::: Exercise data

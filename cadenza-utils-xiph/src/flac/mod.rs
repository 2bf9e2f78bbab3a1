// Cadenza
// Copyright (c) 2019-2024 The Project Cadenza Developers.
//
// This Source Code Form is subject to the terms of the Mozilla Public
// License, v. 2.0. If a copy of the MPL was not distributed with this
// file, You can obtain one at https://mozilla.org/MPL/2.0/.

//! The FLAC metadata block model.
//!
//! A FLAC stream starts with the `fLaC` marker followed by one or more metadata blocks. The first
//! block is always the stream information block. Every block can be read from, and written to,
//! its exact binary representation.

mod cue_sheet;
mod metadata;
mod picture;
mod seek_table;
mod vorbis_comment;

pub use cue_sheet::{CueSheet, CueSheetIndex, CueSheetTrack, CD_DA_LEAD_OUT_TRACK};
pub use metadata::*;
pub use picture::{Picture, PictureType};
pub use seek_table::{SeekPoint, SeekTable};
pub use vorbis_comment::{is_legal_field_name, split_entry, VorbisComment};

/// The FLAC stream marker.
pub const FLAC_STREAM_MARKER: [u8; 4] = *b"fLaC";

::::::

What the exercise asks: An exact copy of every record is needed; write it out in full.

Answer:
filename cadenza-utils-xiph/src/flac/mod.rs
repository 2bf9e2f78bbab3a1
// Cadenza
// Copyright (c) 2019-2024 The Project Cadenza Developers.
//
// This Source Code Form is subject to the terms of the Mozilla Public
// License, v. 2.0. If a copy of the MPL was not distributed with this
// file, You can obtain one at https://mozilla.org/MPL/2.0/.

//! The FLAC metadata block model.
//!
//! A FLAC stream starts with the `fLaC` marker followed by one or more metadata blocks. The first
//! block is always the stream information block. Every block can be read from, and written to,
//! its exact binary representation.

mod cue_sheet;
mod metadata;
mod picture;
mod seek_table;
mod vorbis_comment;

pub use cue_sheet::{CueSheet, CueSheetIndex, CueSheetTrack, CD_DA_LEAD_OUT_TRACK};
pub use metadata::*;
pub use picture::{Picture, PictureType};
pub use seek_table::{SeekPoint, SeekTable};
pub use vorbis_comment::{is_legal_field_name, split_entry, VorbisComment};

/// The FLAC stream marker.
pub const FLAC_STREAM_MARKER: [u8; 4] = *b"fLaC";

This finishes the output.